There are so many things we don’t know about. There are endless things about which we have no clue. Sure, often times, we pretend to know but if we are honest we know there is so much left to learn. Over the course of the day stuff happens and it makes you wonder ‘wow, there is so much I need to learn’. But then, do we really have that much time to learn all that ?
8 hours of sleep a day, plus 6 hours for brushing, eating, drinking, driving and misc stuff, means you get 10 useful hours on an average day to do meaningful stuff. Which is actually not bad, if you think about it. That’s 70 hours a week. What about the time at work, you ask? Let’s not pretend we are being extremely productive every minute at our day job.
Here are some numbers about the US workforce from a Microsoft Survey.
- People work an average of 45 hours a week; they consider about 16 of those hours to be unproductive
- More than half the participants, 61 percent, said they relate their productivity directly to their software (This is not really work.
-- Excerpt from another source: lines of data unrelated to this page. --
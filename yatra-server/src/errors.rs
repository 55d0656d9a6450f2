use axum::{
    Json,
    http::StatusCode,
    response::{IntoResponse, Response},
};
use serde_json::json;
use std::fmt;

use yatra_model::InvalidAlertId;

pub type AppResult<T> = Result<T, AppError>;

#[derive(Debug)]
pub struct AppError {
    pub status: StatusCode,
    pub message: String,
}

impl AppError {
    pub fn new(status: StatusCode, message: impl Into<String>) -> Self {
        Self {
            status,
            message: message.into(),
        }
    }

    pub fn internal(message: impl Into<String>) -> Self {
        Self::new(StatusCode::INTERNAL_SERVER_ERROR, message)
    }

    pub fn bad_request(message: impl Into<String>) -> Self {
        Self::new(StatusCode::BAD_REQUEST, message)
    }

    pub fn unauthorized(message: impl Into<String>) -> Self {
        Self::new(StatusCode::UNAUTHORIZED, message)
    }

    pub fn not_found(message: impl Into<String>) -> Self {
        Self::new(StatusCode::NOT_FOUND, message)
    }
}

impl fmt::Display for AppError {
    fn fmt(&self, f: &mut fmt::Formatter<'_>) -> fmt::Result {
        write!(f, "{}", self.message)
    }
}

impl std::error::Error for AppError {}

impl IntoResponse for AppError {
    fn into_response(self) -> Response {
        let body = Json(json!({
            "error": {
                "message": self.message,
                "status": self.status.as_u16(),
            }
        }));

        (self.status, body).into_response()
    }
}

// Convert from various error types
impl From<InvalidAlertId> for AppError {
    fn from(err: InvalidAlertId) -> Self {
        Self::bad_request(err.to_string())
    }
}

impl From<anyhow::Error> for AppError {
    fn from(err: anyhow::Error) -> Self {
        Self::internal(err.to_string())
    }
}
//! Router assembly.

use axum::{
    Router, middleware,
    routing::{any, get, post},
};

use crate::auth;
use crate::handlers::{alerts, meta, restricted, tourists, ws};
use crate::state::AppState;

/// Create the API router.
///
/// Reads are public by default and gated only when `protect_reads` is set;
/// the write commands and the push handshake always require the token. The
/// push endpoint carries no middleware layer because browser WebSocket
/// clients present the credential via query parameter, checked in-handler.
pub fn create_router(state: AppState) -> Router<AppState> {
    let mut read_routes = Router::new()
        .route("/api/tourists", get(tourists::list_tourists))
        .route("/api/alerts", get(alerts::list_alerts))
        .route("/api/restricted", get(restricted::restricted_polygon));

    if state.config.auth.protect_reads {
        read_routes = read_routes.route_layer(middleware::from_fn_with_state(
            state.clone(),
            auth::require_token,
        ));
    }

    let write_routes = Router::new()
        .route("/api/alerts/{id}/ack", post(alerts::acknowledge_alert))
        .route("/api/alerts/{id}/resolve", post(alerts::resolve_alert))
        .route_layer(middleware::from_fn_with_state(
            state.clone(),
            auth::require_token,
        ));

    Router::new()
        .route("/", get(meta::root))
        .route("/health", get(meta::health))
        .merge(read_routes)
        .merge(write_routes)
        .route("/api/ws", any(ws::websocket_handler))
        .fallback(meta::route_not_found)
}
use std::sync::Arc;

use axum_test::TestServer;
use rand::{SeedableRng, rngs::StdRng};

use yatra_core::SafetyStore;
use yatra_server::{AppState, config::Config, push::ViewerRegistry};

// Code is used by test modules, but not in this scope
#[allow(unused)]
pub const TEST_TOKEN: &str = "integration-test-token";

#[allow(unused)]
pub fn test_config() -> Config {
    let mut config = Config::default();
    config.server.host = "127.0.0.1".into();
    config.server.port = 0;
    config.auth.api_token = TEST_TOKEN.into();
    config
}

/// Deterministically seeded state; tourist/alert sizing follows the
/// reference defaults.
#[allow(unused)]
pub fn build_test_state(config: Config) -> AppState {
    let store = Arc::new(SafetyStore::seed_with_rng(
        config.sim.clone(),
        StdRng::seed_from_u64(42),
    ));
    AppState::new(store, Arc::new(ViewerRegistry::new()), Arc::new(config))
}

#[allow(unused)]
pub fn build_test_app() -> (TestServer, AppState) {
    build_test_app_with_config(test_config())
}

#[allow(unused)]
pub fn build_test_app_with_config(config: Config) -> (TestServer, AppState) {
    let state = build_test_state(config);
    let server =
        TestServer::new(yatra_server::app(state.clone())).expect("failed to build test server");
    (server, state)
}
//! Push-channel event types.

use serde::{Deserialize, Serialize};

use crate::alert::Alert;
use crate::tourist::Tourist;

/// Server-to-viewer messages delivered over the push channel.
///
/// Every payload is a full replacement of the named collection, never an
/// incremental patch; viewers diff and re-render wholesale.
#[derive(Debug, Clone, Serialize, Deserialize)]
#[serde(tag = "type", rename_all = "snake_case")]
pub enum PushEvent {
    // Sent once, on connect
    TouristsSnapshot { tourists: Vec<Tourist> },
    AlertsSnapshot { alerts: Vec<Alert> },

    // Sent for the connection lifetime
    TouristsUpdate { tourists: Vec<Tourist> },
    AlertsUpdate { alerts: Vec<Alert> },
}
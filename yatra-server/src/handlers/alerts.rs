//! Alert reads and the status-transition commands.

use axum::{
    Json,
    extract::{Path, State},
};
use serde_json::{Value, json};
use tracing::info;

use yatra_model::{Alert, AlertId, AlertStatus, PushEvent};

use crate::errors::{AppError, AppResult};
use crate::state::AppState;

/// Full alert collection. Empty is valid, never an error.
pub async fn list_alerts(State(state): State<AppState>) -> Json<Vec<Alert>> {
    Json(state.store.alerts())
}

/// `POST /api/alerts/{id}/ack` — mark an alert acknowledged.
pub async fn acknowledge_alert(
    State(state): State<AppState>,
    Path(id): Path<String>,
) -> AppResult<Json<Value>> {
    set_status(&state, &id, AlertStatus::Acknowledged)
}

/// `POST /api/alerts/{id}/resolve` — mark an alert resolved.
pub async fn resolve_alert(
    State(state): State<AppState>,
    Path(id): Path<String>,
) -> AppResult<Json<Value>> {
    set_status(&state, &id, AlertStatus::Resolved)
}

/// Validate, mutate, then fan the fresh alert collection out to viewers.
///
/// Id validation happens before any store access so a malformed id (400)
/// stays distinguishable from an unknown one (404). The tourist collection
/// is untouched by this path.
fn set_status(state: &AppState, raw_id: &str, status: AlertStatus) -> AppResult<Json<Value>> {
    let id: AlertId = raw_id.parse()?;

    if !state.store.set_alert_status(&id, status) {
        return Err(AppError::not_found(format!("alert {id} not found")));
    }

    info!(alert = %id, %status, "alert status updated");
    state.viewers.broadcast(PushEvent::AlertsUpdate {
        alerts: state.store.alerts(),
    });

    Ok(Json(json!({ "ok": true })))
}
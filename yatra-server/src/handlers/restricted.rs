//! Restricted-zone polygon read.

use axum::{Json, extract::State};
use serde_json::{Value, json};

use crate::state::AppState;

/// The static restricted-area polygon, as `{ "polygon": [[lat,lng], …] }`.
pub async fn restricted_polygon(State(state): State<AppState>) -> Json<Value> {
    Json(json!({
        "polygon": state.store.restricted_zone().vertices(),
    }))
}
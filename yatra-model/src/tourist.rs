//! The tracked tourist record and its safety status.

use std::fmt::{self, Display, Formatter};

use serde::{Deserialize, Serialize};

use crate::geo::GeoPoint;

/// Safety status of a tracked tourist.
#[derive(Debug, Clone, Copy, PartialEq, Eq, Hash, Serialize, Deserialize)]
#[serde(rename_all = "lowercase")]
pub enum TouristStatus {
    /// Moving normally, no raised event.
    Normal,
    /// Has an active SOS alert tied to them.
    Sos,
}

impl Display for TouristStatus {
    fn fmt(&self, f: &mut Formatter<'_>) -> fmt::Result {
        match self {
            TouristStatus::Normal => write!(f, "normal"),
            TouristStatus::Sos => write!(f, "sos"),
        }
    }
}

/// A tracked mobile entity with a bounded position history.
///
/// Field renames pin the wire format the dashboard expects: the current
/// position travels as `coord` and the emergency contact as `emg`.
#[derive(Debug, Clone, PartialEq, Serialize, Deserialize)]
pub struct Tourist {
    /// Stable identifier, e.g. `T1042`.
    pub id: String,
    /// Display name.
    pub name: String,
    /// Contact number.
    pub phone: String,
    /// Emergency contact number.
    #[serde(rename = "emg")]
    pub emergency_contact: String,
    /// Current position.
    #[serde(rename = "coord")]
    pub position: GeoPoint,
    /// Most recent positions, oldest first. Bounded; the newest entry always
    /// equals `position`.
    pub trail: Vec<GeoPoint>,
    /// Current safety status.
    pub status: TouristStatus,
}
//! Shared data models for the Yatra tourist-safety platform.
//!
//! This crate centralizes the wire-level types spoken by the server and the
//! dashboard: geographic primitives, the tracked [`Tourist`] record, the
//! [`Alert`] lifecycle record, and the [`PushEvent`] messages delivered over
//! the live push channel. Both `yatra-core` and `yatra-server` depend on
//! these definitions so there is a single source of truth for field names
//! and status vocabularies.

pub mod alert;
pub mod events;
pub mod geo;
pub mod tourist;

pub use alert::{Alert, AlertId, AlertStatus, InvalidAlertId};
pub use events::PushEvent;
pub use geo::{GeoPoint, RestrictedZone};
pub use tourist::{Tourist, TouristStatus};
//! The push-channel WebSocket endpoint.

use axum::{
    extract::{
        Query, State,
        ws::{Message, WebSocket, WebSocketUpgrade},
    },
    http::HeaderMap,
    response::{IntoResponse, Response},
};
use futures_util::{SinkExt, StreamExt};
use serde::Deserialize;
use tracing::debug;

use crate::auth::{bearer_from_headers, token_matches};
use crate::errors::AppError;
use crate::push::{self, messages};
use crate::state::AppState;

#[derive(Debug, Deserialize)]
pub struct WsQuery {
    /// Handshake credential for clients that cannot set headers (browser
    /// WebSocket API).
    token: Option<String>,
}

/// Handle WebSocket upgrade request.
///
/// The handshake requires the same credential as the write endpoints,
/// presented either as a bearer header or a `token` query parameter.
pub async fn websocket_handler(
    ws: WebSocketUpgrade,
    Query(query): Query<WsQuery>,
    headers: HeaderMap,
    State(state): State<AppState>,
) -> Response {
    let presented = bearer_from_headers(&headers).or(query.token);
    match presented {
        Some(token) if token_matches(&state.config.auth, &token) => {}
        _ => return AppError::unauthorized("missing or invalid API token").into_response(),
    }

    ws.on_upgrade(move |socket| handle_socket(socket, state))
}

/// Drive one viewer connection until it closes.
async fn handle_socket(socket: WebSocket, state: AppState) {
    let (mut sink, mut stream) = socket.split();

    let (viewer, mut events) = push::attach_viewer(&state);
    let viewer_id = viewer.id;
    debug!(viewer = %viewer_id, viewers = state.viewers.len(), "viewer connected");

    // Writer: drain the viewer queue into the socket.
    let send_task = tokio::spawn(async move {
        while let Some(event) = events.recv().await {
            let Ok(frame) = messages::event_to_websocket(&event) else {
                break;
            };
            if sink.send(frame).await.is_err() {
                break;
            }
        }
    });

    // Reader: no client-to-server protocol beyond the handshake; drain
    // frames until the peer closes or errors out.
    while let Some(message) = stream.next().await {
        match message {
            Ok(Message::Close(_)) | Err(_) => break,
            Ok(_) => {}
        }
    }

    state.viewers.remove(viewer_id);
    send_task.abort();
    debug!(viewer = %viewer_id, viewers = state.viewers.len(), "viewer disconnected");
}
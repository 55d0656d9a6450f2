//! Request handlers, one module per resource.

pub mod alerts;
pub mod meta;
pub mod restricted;
pub mod tourists;
pub mod ws;
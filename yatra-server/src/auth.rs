//! Bearer-token access control for mutations and the push channel.

use axum::{
    extract::{Request, State},
    http::{HeaderMap, header},
    middleware::Next,
    response::Response,
};
use sha2::{Digest, Sha256};

use crate::config::AuthConfig;
use crate::errors::AppError;
use crate::state::AppState;

/// Middleware gating a route behind the configured API token.
///
/// Authorization failures are reported before any validation or store
/// access happens further down the stack.
pub async fn require_token(
    State(state): State<AppState>,
    request: Request,
    next: Next,
) -> Result<Response, AppError> {
    let token = extract_bearer_token(&request)?;
    if !token_matches(&state.config.auth, &token) {
        return Err(AppError::unauthorized("invalid API token"));
    }
    Ok(next.run(request).await)
}

/// Pull the bearer token out of a request, or fail with 401.
pub fn extract_bearer_token(request: &Request) -> Result<String, AppError> {
    bearer_from_headers(request.headers())
        .ok_or_else(|| AppError::unauthorized("missing bearer token"))
}

/// Read `Authorization: Bearer <token>` from a header map.
pub fn bearer_from_headers(headers: &HeaderMap) -> Option<String> {
    let auth_header = headers
        .get(header::AUTHORIZATION)
        .and_then(|value| value.to_str().ok())?;

    auth_header
        .strip_prefix("Bearer ")
        .map(|token| token.to_string())
}

/// Compare a presented token against the configured one.
///
/// Both sides are hashed first so the comparison shape does not depend on
/// where the presented token diverges.
pub fn token_matches(auth: &AuthConfig, presented: &str) -> bool {
    Sha256::digest(auth.api_token.as_bytes()) == Sha256::digest(presented.as_bytes())
}

#[cfg(test)]
mod tests {
    use super::*;
    use axum::http::HeaderValue;

    fn auth_config(token: &str) -> AuthConfig {
        AuthConfig {
            api_token: token.into(),
            protect_reads: false,
        }
    }

    #[test]
    fn matches_exact_token_only() {
        let auth = auth_config("secret-token");
        assert!(token_matches(&auth, "secret-token"));
        assert!(!token_matches(&auth, "secret-token2"));
        assert!(!token_matches(&auth, ""));
    }

    #[test]
    fn extracts_bearer_header() {
        let mut headers = HeaderMap::new();
        headers.insert(
            header::AUTHORIZATION,
            HeaderValue::from_static("Bearer secret-token"),
        );
        assert_eq!(bearer_from_headers(&headers).as_deref(), Some("secret-token"));
    }

    #[test]
    fn rejects_missing_or_non_bearer_headers() {
        assert_eq!(bearer_from_headers(&HeaderMap::new()), None);

        let mut headers = HeaderMap::new();
        headers.insert(
            header::AUTHORIZATION,
            HeaderValue::from_static("Basic dXNlcjpwYXNz"),
        );
        assert_eq!(bearer_from_headers(&headers), None);
    }
}
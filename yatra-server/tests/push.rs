mod support;

use yatra_model::PushEvent;
use yatra_server::{push, scheduler};

use support::{build_test_state, test_config};

#[tokio::test]
async fn new_viewer_receives_full_snapshot_first() {
    let state = build_test_state(test_config());

    let (_viewer, mut events) = push::attach_viewer(&state);

    match events.recv().await.unwrap() {
        PushEvent::TouristsSnapshot { tourists } => assert_eq!(tourists.len(), 120),
        other => panic!("expected tourists snapshot, got {other:?}"),
    }
    match events.recv().await.unwrap() {
        PushEvent::AlertsSnapshot { alerts } => assert_eq!(alerts.len(), 5),
        other => panic!("expected alerts snapshot, got {other:?}"),
    }
}

#[tokio::test]
async fn tick_fans_out_identical_updates_to_all_viewers() {
    let state = build_test_state(test_config());

    let (_first, mut first_events) = push::attach_viewer(&state);
    let (_second, mut second_events) = push::attach_viewer(&state);
    for events in [&mut first_events, &mut second_events] {
        events.recv().await.unwrap();
        events.recv().await.unwrap();
    }

    scheduler::run_tick(&state);

    let first_update = match first_events.recv().await.unwrap() {
        PushEvent::TouristsUpdate { tourists } => tourists,
        other => panic!("expected tourists update, got {other:?}"),
    };
    let second_update = match second_events.recv().await.unwrap() {
        PushEvent::TouristsUpdate { tourists } => tourists,
        other => panic!("expected tourists update, got {other:?}"),
    };

    assert_eq!(first_update, second_update);

    // Exactly one update per tick.
    assert!(first_events.try_recv().is_err());
    assert!(second_events.try_recv().is_err());
}

#[tokio::test]
async fn updates_queue_behind_the_snapshot_in_order() {
    let state = build_test_state(test_config());

    let (_viewer, mut events) = push::attach_viewer(&state);
    scheduler::run_tick(&state);

    assert!(matches!(
        events.recv().await.unwrap(),
        PushEvent::TouristsSnapshot { .. }
    ));
    assert!(matches!(
        events.recv().await.unwrap(),
        PushEvent::AlertsSnapshot { .. }
    ));
    assert!(matches!(
        events.recv().await.unwrap(),
        PushEvent::TouristsUpdate { .. }
    ));
}

#[tokio::test]
async fn dropped_viewer_does_not_disturb_the_rest() {
    let state = build_test_state(test_config());

    let (_gone, gone_events) = push::attach_viewer(&state);
    let (_alive, mut alive_events) = push::attach_viewer(&state);
    assert_eq!(state.viewers.len(), 2);

    drop(gone_events);
    scheduler::run_tick(&state);

    assert_eq!(state.viewers.len(), 1);

    alive_events.recv().await.unwrap();
    alive_events.recv().await.unwrap();
    assert!(matches!(
        alive_events.recv().await.unwrap(),
        PushEvent::TouristsUpdate { .. }
    ));
}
Just because I am on MS-Word, does not mean I am actually doing real work).
- People spend 5.5 hours each week in meetings; 71 percent feel meetings aren’t productive.
- 66 percent said they don’t have work-life balance.
- Workers said they receive an average of 56 e-mail messages per day
- The most common productivity pitfalls: procrastination, 42 percent; lack of team communication, 39 percent; ineffective meetings, 34 percent.
The numbers are for US employees, but the actual survey includes data from many countries. Hit the link to get the international stats.
I am surprised that procrastination only took 42 percent. I would have guessed a bit more. Somewhere near 60 percent.
Clearly, we don’t use those hours effectively. May be we can use some of those hours to learn some useful stuff.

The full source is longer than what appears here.